Somebody filed a notice of trial, a demand for a trial de novo was somewhere filed, and now this matter is on for trial. The insurance carrier seeks to have Plaintiff prove it mailed the claim forms, and to have Plaintiff lay a business record foundation for the admission of the bills into evidence.
At trial, District Court properly forced Plaintiff to lay a business record foundation for the admission of the claim forms into evidence, since Plaintiff never previously cross-moved for partial summary judgment and this issue was never adjudicated. The District Court, however, properly found that the insurance carrier’s summary judgment motion rendered the mailing issue moot. The fact is a summary judgment motion is the functional equivalent of a trial. If an affidavit states a bill was received and was denied, then it is impossible for an insurance carrier to escape that element of a plaintiff’s prima facie case during a later proceeding, i.e., the trial.

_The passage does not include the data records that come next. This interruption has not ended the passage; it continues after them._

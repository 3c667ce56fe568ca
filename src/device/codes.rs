//! Kernel event type and code constants and name lookup
//!
//! Codes come from the `evdev` crate so names resolve for every key, button
//! and axis the kernel defines, `KEY_*` included. A few libevdev aliases the
//! crate has no name for are mapped on top.

use std::str::FromStr;

use evdev::{AbsoluteAxisCode, EventType, FFEffectCode, KeyCode, SynchronizationCode};

pub const EV_SYN: u16 = EventType::SYNCHRONIZATION.0;
pub const EV_KEY: u16 = EventType::KEY.0;
pub const EV_REL: u16 = EventType::RELATIVE.0;
pub const EV_ABS: u16 = EventType::ABSOLUTE.0;
pub const EV_MSC: u16 = EventType::MISC.0;
pub const EV_FF: u16 = EventType::FORCEFEEDBACK.0;

pub const SYN_REPORT: u16 = SynchronizationCode::SYN_REPORT.0;
pub const SYN_MT_REPORT: u16 = SynchronizationCode::SYN_MT_REPORT.0;
pub const SYN_DROPPED: u16 = SynchronizationCode::SYN_DROPPED.0;

pub const ABS_X: u16 = AbsoluteAxisCode::ABS_X.0;
pub const ABS_Y: u16 = AbsoluteAxisCode::ABS_Y.0;
pub const ABS_RX: u16 = AbsoluteAxisCode::ABS_RX.0;
pub const ABS_HAT0X: u16 = AbsoluteAxisCode::ABS_HAT0X.0;
pub const ABS_HAT0Y: u16 = AbsoluteAxisCode::ABS_HAT0Y.0;

pub const BTN_SOUTH: u16 = KeyCode::BTN_SOUTH.0;
pub const BTN_EAST: u16 = KeyCode::BTN_EAST.0;
pub const BTN_NORTH: u16 = KeyCode::BTN_NORTH.0;
pub const BTN_WEST: u16 = KeyCode::BTN_WEST.0;

pub const FF_RUMBLE: u16 = FFEffectCode::FF_RUMBLE.0;

// Second names libevdev accepts for the same code.
const KEY_ALIASES: &[(&str, u16)] = &[
    ("BTN_MISC", KeyCode::BTN_0.0),
    ("BTN_MOUSE", KeyCode::BTN_LEFT.0),
    ("BTN_JOYSTICK", KeyCode::BTN_TRIGGER.0),
    ("BTN_GAMEPAD", BTN_SOUTH),
    ("BTN_A", BTN_SOUTH),
    ("BTN_B", BTN_EAST),
    ("BTN_X", BTN_NORTH),
    ("BTN_Y", BTN_WEST),
    ("BTN_TRIGGER_HAPPY", KeyCode::BTN_TRIGGER_HAPPY1.0),
];

/// Resolves a code name like `ABS_X`, `BTN_A` or `KEY_BACK` for the given event type.
pub fn code_from_name(kind: u16, name: &str) -> Option<u16> {
    match kind {
        EV_KEY => KEY_ALIASES
            .iter()
            .find(|(alias, _)| *alias == name)
            .map(|(_, code)| *code)
            .or_else(|| KeyCode::from_str(name).ok().map(|key| key.0)),
        EV_ABS => AbsoluteAxisCode::from_str(name).ok().map(|axis| axis.0),
        _ => None,
    }
}

/// Kernel name of a code, for logging.
pub fn code_name(kind: u16, code: u16) -> Option<String> {
    match kind {
        EV_SYN => Some(format!("{:?}", SynchronizationCode(code))),
        EV_KEY => Some(format!("{:?}", KeyCode(code))),
        EV_ABS => Some(format!("{:?}", AbsoluteAxisCode(code))),
        EV_FF => Some(format!("{:?}", FFEffectCode(code))),
        _ => None,
    }
}

#[cfg(test)]
mod tests {
    use super::*;

    #[test]
    fn resolves_aliases_to_the_same_code() {
        assert_eq!(code_from_name(EV_KEY, "BTN_A"), Some(BTN_SOUTH));
        assert_eq!(code_from_name(EV_KEY, "BTN_GAMEPAD"), Some(BTN_SOUTH));
        assert_eq!(code_from_name(EV_KEY, "BTN_SOUTH"), Some(BTN_SOUTH));
        assert_eq!(code_name(EV_KEY, BTN_SOUTH).as_deref(), Some("BTN_SOUTH"));
        assert_eq!(code_from_name(EV_KEY, "BTN_TRIGGER_HAPPY40"), Some(0x2e7));
    }

    #[test]
    fn keyboard_key_names_resolve() {
        assert_eq!(code_from_name(EV_KEY, "KEY_BACK"), Some(158));
        assert_eq!(code_from_name(EV_KEY, "KEY_VOLUMEUP"), Some(115));
        assert_eq!(code_from_name(EV_KEY, "KEY_NOT_A_KEY"), None);
    }

    #[test]
    fn names_are_scoped_to_their_event_type() {
        assert_eq!(code_from_name(EV_ABS, "ABS_HAT0Y"), Some(ABS_HAT0Y));
        assert_eq!(code_from_name(EV_ABS, "ABS_THROTTLE"), Some(0x06));
        assert_eq!(code_from_name(EV_KEY, "ABS_X"), None);
        assert_eq!(code_from_name(EV_ABS, "BTN_SOUTH"), None);
        assert_eq!(code_from_name(EV_ABS, "ABS_NOPE"), None);
        assert_eq!(code_from_name(EV_REL, "REL_X"), None);
    }

    #[test]
    fn constants_match_the_kernel_header() {
        assert_eq!((EV_SYN, EV_KEY, EV_ABS, EV_FF), (0x00, 0x01, 0x03, 0x15));
        assert_eq!((SYN_REPORT, SYN_MT_REPORT, SYN_DROPPED), (0, 2, 3));
        assert_eq!(BTN_SOUTH, 0x130);
        assert_eq!(FF_RUMBLE, 0x50);
    }
}
//! evdev backend for `/dev/input/event*` character devices
//!
//! Built on the `evdev` crate's raw stream, which hands out events exactly as
//! the kernel delivers them, `SYN_DROPPED` included. The device is opened
//! twice: one handle is owned by the blocking reader, the other carries
//! effect uploads and event writes so feedback never waits on a parked read.
//! Effects belong to the handle that uploaded them, so play, stop and erase
//! all go through the second handle.
//!
//! # Resync
//!
//! When the kernel ring buffer overflows it replaces the buffered events with
//! a single `SYN_DROPPED`. The device then:
//!
//! 1. throws away the rest of the stale frame, up to and including its
//!    `SYN_REPORT` (which may still sit in the kernel if not yet read),
//! 2. re-reads key and axis state from the kernel and queues one synthetic
//!    event per value that changed since the last delivered event.
//!
//! The queued events are handed out by `next_sync_event`; an empty queue
//! reports [`ReadStatus::Empty`], i.e. sync complete.

use std::collections::{BTreeMap, BTreeSet, VecDeque};
use std::fmt;
use std::io;
use std::path::{Path, PathBuf};
use std::sync::{Arc, Mutex, MutexGuard};

use evdev::raw_stream::RawDevice;
use evdev::{FFEffect, FFEffectData, FFEffectKind, FFReplay, FFTrigger, KeyCode};
use tracing::{debug, info, warn};

use super::codes::{EV_ABS, EV_KEY, EV_SYN, SYN_DROPPED, SYN_REPORT};
use super::{
    AbsInfo, Capabilities, DeviceOpener, EffectDescriptor, EffectId, EffectKind, EventDevice,
    InputEvent, OpenError, ReadStatus,
};

impl From<evdev::InputEvent> for InputEvent {
    fn from(event: evdev::InputEvent) -> Self {
        Self::new(event.event_type().0, event.code(), event.value())
    }
}

impl From<InputEvent> for evdev::InputEvent {
    fn from(event: InputEvent) -> Self {
        evdev::InputEvent::new(event.kind, event.code, event.value)
    }
}

impl From<&libc::input_absinfo> for AbsInfo {
    fn from(raw: &libc::input_absinfo) -> Self {
        Self {
            value: raw.value,
            minimum: raw.minimum,
            maximum: raw.maximum,
            fuzz: raw.fuzz,
            flat: raw.flat,
            resolution: raw.resolution,
        }
    }
}

fn effect_data(effect: &EffectDescriptor) -> FFEffectData {
    let kind = match effect.kind {
        EffectKind::Rumble {
            strong_magnitude,
            weak_magnitude,
        } => FFEffectKind::Rumble {
            strong_magnitude,
            weak_magnitude,
        },
    };
    FFEffectData {
        direction: effect.direction,
        trigger: FFTrigger {
            button: 0,
            interval: 0,
        },
        replay: FFReplay {
            length: effect.length_ms,
            delay: 0,
        },
        kind,
    }
}

fn is_report(event: &InputEvent) -> bool {
    event.kind == EV_SYN && event.code == SYN_REPORT
}

fn is_dropped(event: &InputEvent) -> bool {
    event.kind == EV_SYN && event.code == SYN_DROPPED
}

fn is_transient(err: &io::Error) -> bool {
    matches!(
        err.kind(),
        io::ErrorKind::WouldBlock | io::ErrorKind::Interrupted
    )
}

/// Open failures that mean "not an evdev node" rather than "not there yet".
fn classify_open_error(err: io::Error) -> OpenError {
    match err.raw_os_error() {
        Some(libc::ENOTTY) | Some(libc::EINVAL) => OpenError::Incompatible(err),
        _ => OpenError::Unavailable(err),
    }
}

fn capabilities_of(device: &RawDevice) -> io::Result<Capabilities> {
    let mut caps = Capabilities {
        name: device.name().unwrap_or("Unknown device").to_string(),
        event_types: device.supported_events().iter().map(|kind| kind.0).collect(),
        ..Capabilities::default()
    };

    if let Some(keys) = device.supported_keys() {
        caps.keys = keys.iter().map(|key| key.0).collect();
    }

    if let Some(axes) = device.supported_absolute_axes() {
        let state = device.get_abs_state()?;
        caps.axes = axes
            .iter()
            .filter_map(|axis| {
                state
                    .get(usize::from(axis.0))
                    .map(|raw| (axis.0, AbsInfo::from(raw)))
            })
            .collect();
    }

    if let Some(features) = device.supported_ff() {
        caps.ff_features = features.iter().map(|feature| feature.0).collect();
        caps.ff_effects_max = device.max_ff_effects() as u32;
    }

    Ok(caps)
}

/// What the buffered stream yields next.
#[derive(Clone, Copy, Debug, PartialEq, Eq)]
enum Buffered {
    Event(InputEvent),
    /// `SYN_DROPPED` was seen; the caller must queue a resync.
    Dropped(InputEvent),
}

/// Buffering and resync bookkeeping of the reader, independent of the descriptor.
#[derive(Debug, Default)]
struct SyncState {
    pending: VecDeque<InputEvent>,
    sync_queue: VecDeque<InputEvent>,
    keys_down: BTreeSet<u16>,
    abs_values: BTreeMap<u16, i32>,
    /// The stale frame's `SYN_REPORT` has not been read yet.
    discard_until_report: bool,
}

impl SyncState {
    fn new(keys_down: BTreeSet<u16>, abs_values: BTreeMap<u16, i32>) -> Self {
        Self {
            keys_down,
            abs_values,
            ..Self::default()
        }
    }

    /// Appends one kernel batch, returns how many events it held.
    fn push_batch(&mut self, events: impl IntoIterator<Item = InputEvent>) -> usize {
        let before = self.pending.len();
        self.pending.extend(events);
        self.pending.len() - before
    }

    fn pop(&mut self) -> Option<Buffered> {
        while let Some(event) = self.pending.pop_front() {
            if is_dropped(&event) {
                self.drop_stale_frame();
                return Some(Buffered::Dropped(event));
            }

            if self.discard_until_report {
                if is_report(&event) {
                    self.discard_until_report = false;
                }
                continue;
            }

            self.record(&event);
            return Some(Buffered::Event(event));
        }
        None
    }

    fn drop_stale_frame(&mut self) {
        self.sync_queue.clear();
        match self.pending.iter().position(is_report) {
            Some(end) => {
                self.pending.drain(..=end);
                self.discard_until_report = false;
            }
            None => {
                self.pending.clear();
                self.discard_until_report = true;
            }
        }
    }

    /// Queues one event per key or axis whose kernel state differs from what
    /// was last delivered.
    fn queue_resync(&mut self, keys: &[(u16, bool)], axes: &[(u16, i32)]) {
        for &(code, down) in keys {
            if self.keys_down.contains(&code) != down {
                self.sync_queue
                    .push_back(InputEvent::new(EV_KEY, code, i32::from(down)));
            }
        }
        for &(code, value) in axes {
            if self.abs_values.get(&code) != Some(&value) {
                self.sync_queue
                    .push_back(InputEvent::new(EV_ABS, code, value));
            }
        }
    }

    fn next_sync(&mut self) -> Option<InputEvent> {
        let event = self.sync_queue.pop_front()?;
        self.record(&event);
        Some(event)
    }

    fn record(&mut self, event: &InputEvent) {
        match event.kind {
            EV_KEY if event.value != 0 => {
                self.keys_down.insert(event.code);
            }
            EV_KEY => {
                self.keys_down.remove(&event.code);
            }
            EV_ABS => {
                self.abs_values.insert(event.code, event.value);
            }
            _ => {}
        }
    }
}

struct EventStream {
    device: RawDevice,
    state: SyncState,
}

pub struct LinuxDevice {
    path: PathBuf,
    capabilities: Capabilities,
    stream: Mutex<EventStream>,
    control: Mutex<RawDevice>,
    effects: Mutex<BTreeMap<EffectId, FFEffect>>,
}

fn lock<T>(mutex: &Mutex<T>) -> MutexGuard<'_, T> {
    mutex.lock().unwrap_or_else(|e| e.into_inner())
}

impl LinuxDevice {
    pub fn open(path: &Path) -> Result<Self, OpenError> {
        debug!("Opening {}", path.display());
        let device = RawDevice::open(path).map_err(classify_open_error)?;
        let control = RawDevice::open(path).map_err(classify_open_error)?;

        let capabilities = capabilities_of(&device).map_err(OpenError::Incompatible)?;
        let keys_down = if capabilities.has_buttons() {
            device
                .get_key_state()
                .map_err(OpenError::Incompatible)?
                .iter()
                .map(|key| key.0)
                .collect()
        } else {
            BTreeSet::new()
        };
        let abs_values = capabilities
            .axes
            .iter()
            .map(|(code, info)| (*code, info.value))
            .collect();

        info!(
            "Opened {} ({}): {} keys, {} axes, force feedback: {}",
            path.display(),
            capabilities.name,
            capabilities.keys.len(),
            capabilities.axes.len(),
            capabilities.has_force_feedback()
        );

        Ok(Self {
            path: path.to_path_buf(),
            capabilities,
            stream: Mutex::new(EventStream {
                device,
                state: SyncState::new(keys_down, abs_values),
            }),
            control: Mutex::new(control),
            effects: Mutex::new(BTreeMap::new()),
        })
    }

    fn queue_resync(&self, stream: &mut EventStream) -> io::Result<()> {
        let keys: Vec<(u16, bool)> = if self.capabilities.has_buttons() {
            let down = stream.device.get_key_state()?;
            self.capabilities
                .keys
                .iter()
                .map(|code| (*code, down.contains(KeyCode(*code))))
                .collect()
        } else {
            Vec::new()
        };

        let axes: Vec<(u16, i32)> = if self.capabilities.has_axes() {
            let state = stream.device.get_abs_state()?;
            self.capabilities
                .axes
                .keys()
                .filter_map(|code| state.get(usize::from(*code)).map(|raw| (*code, raw.value)))
                .collect()
        } else {
            Vec::new()
        };

        stream.state.queue_resync(&keys, &axes);
        debug!(
            "Resync of {} queued {} events",
            self.path.display(),
            stream.state.sync_queue.len()
        );
        Ok(())
    }

    fn with_effect(
        &self,
        id: EffectId,
        action: impl FnOnce(&mut FFEffect) -> io::Result<()>,
    ) -> io::Result<()> {
        let mut effects = lock(&self.effects);
        let effect = effects.get_mut(&id).ok_or_else(|| unknown_effect(id))?;
        action(effect)
    }
}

But this brings me to the title of my post. In a medical necessity case, an insurance carrier’s properly supported motion for summary judgment, includes the following: the denials, the affidavit of the claims representative indicating proof of receipt of the bill, the mailing of the denial, the IME or peer report and the underlying medical records. This documentary evidence affords the medical provider or injured person all the discovery they need to proceed to trial, provided the summary judgment motion is properly defeated. Furthermore, as seen above, this documentary evidence serves the exact function of verified interrogatories or an unanswered or admitted to Notice to Admit: admission of receipt of the bill and that the claim is overdue.
This now bring me to my last point. Were the MRI’s referred and prescribed by the chiropractor? If they were, then the case law seems to be that the medical reasonableness is determined through the shoes of the referring expert. I discussed this issue in previous posts. The point being that upholding the medical necessity based solely on Dr. Liguori’s medical records seems to be improper and an end around the chiropractor’s referral for the testing. Also, were the reviewed documents provided for in the summary judgment motion? If they were, then summary judgment should have been granted provided: the standard factual basis and medical rationale test was met and the said documents did not negate the peer review, i.e., Hillcrest MRI.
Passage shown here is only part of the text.